My first recommendation is to customize the film settings to your needs and forget about the included presets. For me, the key setting control is Contrast. R-D1 JPEGs can be overly contrasty and harsh to my eyes. I usually lower the Contrast setting one level in environments with a full range of tones from light to dark. If the scene contrast is extremely high with dominating dark shadows, I lower the contrast setting two levels to the lowest setting.

If you are going to sharpen the photo in Photoshop or an equivalent program, the Edge Enhance setting needs to be reduced to its lowest level. This allows cleaner sharpening in Photoshop.

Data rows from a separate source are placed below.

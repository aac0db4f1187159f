use std::sync::atomic::{AtomicBool, Ordering};
use std::sync::Arc;

/// Token for cooperative cancellation of a run.
#[derive(Clone, Debug, Default)]
pub struct CancellationToken {
    cancelled: Arc<AtomicBool>,
}

impl CancellationToken {
    pub fn new() -> Self {
        Self::default()
    }

    /// Request cancellation.
    pub fn cancel(&self) {
        self.cancelled.store(true, Ordering::SeqCst);
    }

    pub fn is_cancelled(&self) -> bool {
        self.cancelled.load(Ordering::SeqCst)
    }

    /// Returns Ok(()) to continue, Err if cancelled.
    pub fn check(&self) -> Result<(), CancelledError> {
        if self.is_cancelled() {
            return Err(CancelledError);
        }
        Ok(())
    }
}

/// Error indicating the operation was cancelled.
#[derive(Debug, Clone, thiserror::Error)]
#[error("Operation cancelled")]
pub struct CancelledError;
use std::fs::File;
use std::io::BufReader;
use std::path::Path;

use anyhow::{bail, Context};
use exif::{In, Reader, Tag};

use super::{parse_exif_datetime, CaptureTimestamp, MetadataReader};

/// Capture tags in priority order. `DateTime` records the last edit, not the
/// capture, and is not consulted.
const CAPTURE_TAGS: [Tag; 2] = [Tag::DateTimeOriginal, Tag::DateTimeDigitized];

/// Reads EXIF in-process; needs no external tool.
#[derive(Debug, Default, Clone)]
pub struct BuiltinExifReader;

impl MetadataReader for BuiltinExifReader {
    fn name(&self) -> &str {
        "builtin"
    }

    fn capture_timestamp(&self, path: &Path) -> anyhow::Result<Option<CaptureTimestamp>> {
        let file = File::open(path).with_context(|| format!("opening {}", path.display()))?;
        let reader = match Reader::new().read_from_container(&mut BufReader::new(file)) {
            Ok(reader) => reader,
            // No EXIF block at all is the ordinary "no metadata" case
            Err(exif::Error::NotFound(_)) => return Ok(None),
            Err(e) => bail!("reading EXIF from {}: {}", path.display(), e),
        };

        for tag in CAPTURE_TAGS {
            if let Some(field) = reader.get_field(tag, In::PRIMARY) {
                let val = field.display_value().to_string();
                if let Some(ts) = parse_exif_datetime(&val) {
                    return Ok(Some(ts));
                }
            }
        }

        Ok(None)
    }
}
pub mod exif;
pub mod exiftool;
pub mod fallback;

use std::fmt;
use std::path::{Path, PathBuf};
use std::sync::LazyLock;

use chrono::{Datelike, NaiveDate, NaiveDateTime, Timelike};
use regex::Regex;
use serde::{Deserialize, Serialize};

pub use self::exif::BuiltinExifReader;
pub use exiftool::ExifToolReader;
pub use fallback::{FsModifiedTime, ModifiedTimeReader};

use crate::error::SortError;

/// Capture time read from image metadata, precise to the second.
///
/// Two captures are the same moment only if every component matches.
#[derive(Debug, Clone, Copy, PartialEq, Eq, PartialOrd, Ord, Hash, Serialize, Deserialize)]
pub struct CaptureTimestamp(NaiveDateTime);

impl CaptureTimestamp {
    pub fn new(datetime: NaiveDateTime) -> Self {
        // Sub-second precision never takes part in duplicate detection
        Self(datetime.with_nanosecond(0).unwrap_or(datetime))
    }

    pub fn datetime(&self) -> NaiveDateTime {
        self.0
    }

    pub fn bucket(&self) -> Bucket {
        Bucket::of(&self.0)
    }
}

impl fmt::Display for CaptureTimestamp {
    fn fmt(&self, f: &mut fmt::Formatter<'_>) -> fmt::Result {
        write!(f, "{}", self.0.format("%Y-%m-%d_%H-%M-%S"))
    }
}

/// Year/month pair naming the directory a file lands in.
#[derive(Debug, Clone, Copy, PartialEq, Eq, PartialOrd, Ord, Hash, Serialize, Deserialize)]
pub struct Bucket {
    pub year: i32,
    pub month: u32,
}

impl Bucket {
    /// Everything finer than the month is discarded.
    pub fn of<D: Datelike>(date: &D) -> Self {
        Self {
            year: date.year(),
            month: date.month(),
        }
    }

    /// `YYYY/MM`, relative to an output root.
    pub fn relative_path(&self) -> PathBuf {
        PathBuf::from(format!("{:04}", self.year)).join(format!("{:02}", self.month))
    }
}

impl fmt::Display for Bucket {
    fn fmt(&self, f: &mut fmt::Formatter<'_>) -> fmt::Result {
        write!(f, "{:04}/{:02}", self.year, self.month)
    }
}

/// Source of capture timestamps.
///
/// `Ok(None)` means the file carries no usable capture time. `Err` means the
/// read itself failed; callers treat both the same way and fall back to the
/// filesystem timestamp.
pub trait MetadataReader: Send + Sync {
    /// Short name used in log lines.
    fn name(&self) -> &str;

    /// Verify external prerequisites before any file is processed.
    fn check_available(&self) -> Result<(), SortError> {
        Ok(())
    }

    fn capture_timestamp(&self, path: &Path) -> anyhow::Result<Option<CaptureTimestamp>>;
}

static EXIF_DATETIME_RE: LazyLock<Regex> = LazyLock::new(|| {
    Regex::new(r"^\s*(\d{4})[:\-/.](\d{2})[:\-/.](\d{2})[ T](\d{2})[:\-.](\d{2})[:\-.](\d{2})").unwrap()
});

/// Parse an EXIF-style datetime (`2023:05:10 14:30:00`).
///
/// Separator variants written by odd firmware are accepted; trailing
/// sub-seconds or zone offsets are ignored. Zeroed or impossible dates yield
/// `None`.
pub fn parse_exif_datetime(s: &str) -> Option<CaptureTimestamp> {
    let caps = EXIF_DATETIME_RE.captures(s)?;
    let num = |i: usize| caps.get(i).and_then(|m| m.as_str().parse::<u32>().ok());

    let year = i32::try_from(num(1)?).ok()?;
    let date = NaiveDate::from_ymd_opt(year, num(2)?, num(3)?)?;
    let datetime = date.and_hms_opt(num(4)?, num(5)?, num(6)?)?;
    Some(CaptureTimestamp::new(datetime))
}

When shooting JPEGs, you also need to be very aware of the Color Space and White Balance settings. These settings are adjustable in a RAW converter but critical to JPEGs.

The sRGB color space is the most usable if the photos are receiving no post-processing. Adobe RGB possesses a wider range of colors and is best for scenes with saturated colors, though the JPEGs require a post-processing color space conversion before viewing on a computer (outside of Photoshop) or sent for printing to a standard photo lab.

The R-D1's Auto White Balance setting is not a paradigm of reliability; it is easily fooled by colorful scenes. Seriously consider using the white balance presets for more consistent color. In Tungsten lighting, the Tungsten preset is always more accurate than Auto White Balance.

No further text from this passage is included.